DATASET CONTENT
- - -

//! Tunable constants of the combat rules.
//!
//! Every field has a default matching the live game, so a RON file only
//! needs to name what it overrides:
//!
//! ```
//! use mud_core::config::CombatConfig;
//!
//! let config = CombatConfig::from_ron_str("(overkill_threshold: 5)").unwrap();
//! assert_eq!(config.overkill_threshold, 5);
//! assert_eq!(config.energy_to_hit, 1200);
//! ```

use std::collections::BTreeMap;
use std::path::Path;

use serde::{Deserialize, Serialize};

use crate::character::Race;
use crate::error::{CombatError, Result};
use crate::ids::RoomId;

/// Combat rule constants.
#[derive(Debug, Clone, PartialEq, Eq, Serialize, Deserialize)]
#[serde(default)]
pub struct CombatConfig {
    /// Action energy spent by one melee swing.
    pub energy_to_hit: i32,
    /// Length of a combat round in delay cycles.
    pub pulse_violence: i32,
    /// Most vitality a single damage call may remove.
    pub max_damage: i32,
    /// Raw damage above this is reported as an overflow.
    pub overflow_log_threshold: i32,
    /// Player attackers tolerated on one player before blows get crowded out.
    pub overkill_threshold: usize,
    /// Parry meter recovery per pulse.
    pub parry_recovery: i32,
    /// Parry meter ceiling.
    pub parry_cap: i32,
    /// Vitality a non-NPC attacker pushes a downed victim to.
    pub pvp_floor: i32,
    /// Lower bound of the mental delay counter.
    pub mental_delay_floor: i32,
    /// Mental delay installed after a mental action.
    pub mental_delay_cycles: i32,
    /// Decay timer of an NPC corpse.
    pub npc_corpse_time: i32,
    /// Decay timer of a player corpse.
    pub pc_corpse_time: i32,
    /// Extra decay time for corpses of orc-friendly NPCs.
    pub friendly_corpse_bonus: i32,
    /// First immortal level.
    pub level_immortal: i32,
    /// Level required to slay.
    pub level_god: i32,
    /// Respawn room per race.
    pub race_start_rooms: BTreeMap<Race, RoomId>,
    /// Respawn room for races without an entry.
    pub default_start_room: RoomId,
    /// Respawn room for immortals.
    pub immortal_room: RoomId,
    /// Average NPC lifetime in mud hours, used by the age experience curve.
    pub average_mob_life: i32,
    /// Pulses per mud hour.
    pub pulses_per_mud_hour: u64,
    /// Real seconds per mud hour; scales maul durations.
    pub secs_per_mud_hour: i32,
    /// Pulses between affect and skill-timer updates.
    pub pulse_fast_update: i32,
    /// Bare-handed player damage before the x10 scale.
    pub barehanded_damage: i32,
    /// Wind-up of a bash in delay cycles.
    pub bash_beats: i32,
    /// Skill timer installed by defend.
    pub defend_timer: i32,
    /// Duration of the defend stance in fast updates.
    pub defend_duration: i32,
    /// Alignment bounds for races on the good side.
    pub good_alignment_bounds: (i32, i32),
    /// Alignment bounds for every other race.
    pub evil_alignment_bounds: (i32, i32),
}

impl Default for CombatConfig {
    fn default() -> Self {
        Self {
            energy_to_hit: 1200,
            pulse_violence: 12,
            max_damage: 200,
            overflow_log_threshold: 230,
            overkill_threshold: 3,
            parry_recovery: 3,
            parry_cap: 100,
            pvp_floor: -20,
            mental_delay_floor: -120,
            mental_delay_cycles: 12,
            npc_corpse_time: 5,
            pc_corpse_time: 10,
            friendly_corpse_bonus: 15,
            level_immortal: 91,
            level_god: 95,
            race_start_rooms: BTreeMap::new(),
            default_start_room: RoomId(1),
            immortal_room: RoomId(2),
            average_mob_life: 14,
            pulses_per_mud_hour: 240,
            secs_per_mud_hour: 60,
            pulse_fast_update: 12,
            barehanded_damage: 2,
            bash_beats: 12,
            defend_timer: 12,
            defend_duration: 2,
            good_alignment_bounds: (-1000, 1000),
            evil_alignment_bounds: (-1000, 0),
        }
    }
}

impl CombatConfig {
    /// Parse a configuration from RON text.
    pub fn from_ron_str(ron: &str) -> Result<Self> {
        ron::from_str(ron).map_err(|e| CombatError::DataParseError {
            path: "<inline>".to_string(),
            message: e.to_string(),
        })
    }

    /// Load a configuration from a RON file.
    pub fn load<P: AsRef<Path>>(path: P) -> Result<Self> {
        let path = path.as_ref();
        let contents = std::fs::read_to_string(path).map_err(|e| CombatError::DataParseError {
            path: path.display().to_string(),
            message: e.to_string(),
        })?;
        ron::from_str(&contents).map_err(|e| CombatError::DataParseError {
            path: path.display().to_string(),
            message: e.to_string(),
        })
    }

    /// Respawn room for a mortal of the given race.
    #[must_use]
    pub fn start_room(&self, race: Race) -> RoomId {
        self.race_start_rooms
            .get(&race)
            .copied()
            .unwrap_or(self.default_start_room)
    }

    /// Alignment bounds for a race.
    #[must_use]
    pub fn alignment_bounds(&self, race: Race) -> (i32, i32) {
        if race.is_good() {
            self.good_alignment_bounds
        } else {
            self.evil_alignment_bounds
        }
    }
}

- - -

REQUIRED ACTION
What do the records say? Quote them all exactly.

YOUR RESPONSE
//! Tunable constants of the combat rules.
//!
//! Every field has a default matching the live game, so a RON file only
//! needs to name what it overrides:
//!
//! ```
//! use mud_core::config::CombatConfig;
//!
//! let config = CombatConfig::from_ron_str("(overkill_threshold: 5)").unwrap();
//! assert_eq!(config.overkill_threshold, 5);
//! assert_eq!(config.energy_to_hit, 1200);
//! ```

use std::collections::BTreeMap;
use std::path::Path;

use serde::{Deserialize, Serialize};

use crate::character::Race;
use crate::error::{CombatError, Result};
use crate::ids::RoomId;

/// Combat rule constants.
#[derive(Debug, Clone, PartialEq, Eq, Serialize, Deserialize)]
#[serde(default)]
pub struct CombatConfig {
    /// Action energy spent by one melee swing.
    pub energy_to_hit: i32,
    /// Length of a combat round in delay cycles.
    pub pulse_violence: i32,
    /// Most vitality a single damage call may remove.
    pub max_damage: i32,
    /// Raw damage above this is reported as an overflow.
    pub overflow_log_threshold: i32,
    /// Player attackers tolerated on one player before blows get crowded out.
    pub overkill_threshold: usize,
    /// Parry meter recovery per pulse.
    pub parry_recovery: i32,
    /// Parry meter ceiling.
    pub parry_cap: i32,
    /// Vitality a non-NPC attacker pushes a downed victim to.
    pub pvp_floor: i32,
    /// Lower bound of the mental delay counter.
    pub mental_delay_floor: i32,
    /// Mental delay installed after a mental action.
    pub mental_delay_cycles: i32,
    /// Decay timer of an NPC corpse.
    pub npc_corpse_time: i32,
    /// Decay timer of a player corpse.
    pub pc_corpse_time: i32,
    /// Extra decay time for corpses of orc-friendly NPCs.
    pub friendly_corpse_bonus: i32,
    /// First immortal level.
    pub level_immortal: i32,
    /// Level required to slay.
    pub level_god: i32,
    /// Respawn room per race.
    pub race_start_rooms: BTreeMap<Race, RoomId>,
    /// Respawn room for races without an entry.
    pub default_start_room: RoomId,
    /// Respawn room for immortals.
    pub immortal_room: RoomId,
    /// Average NPC lifetime in mud hours, used by the age experience curve.
    pub average_mob_life: i32,
    /// Pulses per mud hour.
    pub pulses_per_mud_hour: u64,
    /// Real seconds per mud hour; scales maul durations.
    pub secs_per_mud_hour: i32,
    /// Pulses between affect and skill-timer updates.
    pub pulse_fast_update: i32,
    /// Bare-handed player damage before the x10 scale.
    pub barehanded_damage: i32,
    /// Wind-up of a bash in delay cycles.
    pub bash_beats: i32,
    /// Skill timer installed by defend.
    pub defend_timer: i32,
    /// Duration of the defend stance in fast updates.
    pub defend_duration: i32,
    /// Alignment bounds for races on the good side.
    pub good_alignment_bounds: (i32, i32),
    /// Alignment bounds for every other race.
    pub evil_alignment_bounds: (i32, i32),
}

impl Default for CombatConfig {
    fn default() -> Self {
        Self {
            energy_to_hit: 1200,
            pulse_violence: 12,
            max_damage: 200,
            overflow_log_threshold: 230,
            overkill_threshold: 3,
            parry_recovery: 3,
            parry_cap: 100,
            pvp_floor: -20,
            mental_delay_floor: -120,
            mental_delay_cycles: 12,
            npc_corpse_time: 5,
            pc_corpse_time: 10,
            friendly_corpse_bonus: 15,
            level_immortal: 91,
            level_god: 95,
            race_start_rooms: BTreeMap::new(),
            default_start_room: RoomId(1),
            immortal_room: RoomId(2),
            average_mob_life: 14,
            pulses_per_mud_hour: 240,
            secs_per_mud_hour: 60,
            pulse_fast_update: 12,
            barehanded_damage: 2,
            bash_beats: 12,
            defend_timer: 12,
            defend_duration: 2,
            good_alignment_bounds: (-1000, 1000),
            evil_alignment_bounds: (-1000, 0),
        }
    }
}

impl CombatConfig {
    /// Parse a configuration from RON text.
    pub fn from_ron_str(ron: &str) -> Result<Self> {
        ron::from_str(ron).map_err(|e| CombatError::DataParseError {
            path: "<inline>".to_string(),
            message: e.to_string(),
        })
    }

    /// Load a configuration from a RON file.
    pub fn load<P: AsRef<Path>>(path: P) -> Result<Self> {
        let path = path.as_ref();
        let contents = std::fs::read_to_string(path).map_err(|e| CombatError::DataParseError {
            path: path.display().to_string(),
            message: e.to_string(),
        })?;
        ron::from_str(&contents).map_err(|e| CombatError::DataParseError {
            path: path.display().to_string(),
            message: e.to_string(),
        })
    }

    /// Respawn room for a mortal of the given race.
    #[must_use]
    pub fn start_room(&self, race: Race) -> RoomId {
        self.race_start_rooms
            .get(&race)
            .copied()
            .unwrap_or(self.default_start_room)
    }

    /// Alignment bounds for a race.
    #[must_use]
    pub fn alignment_bounds(&self, race: Race) -> (i32, i32) {
        if race.is_good() {
            self.good_alignment_bounds
        } else {
            self.evil_alignment_bounds
        }
    }
}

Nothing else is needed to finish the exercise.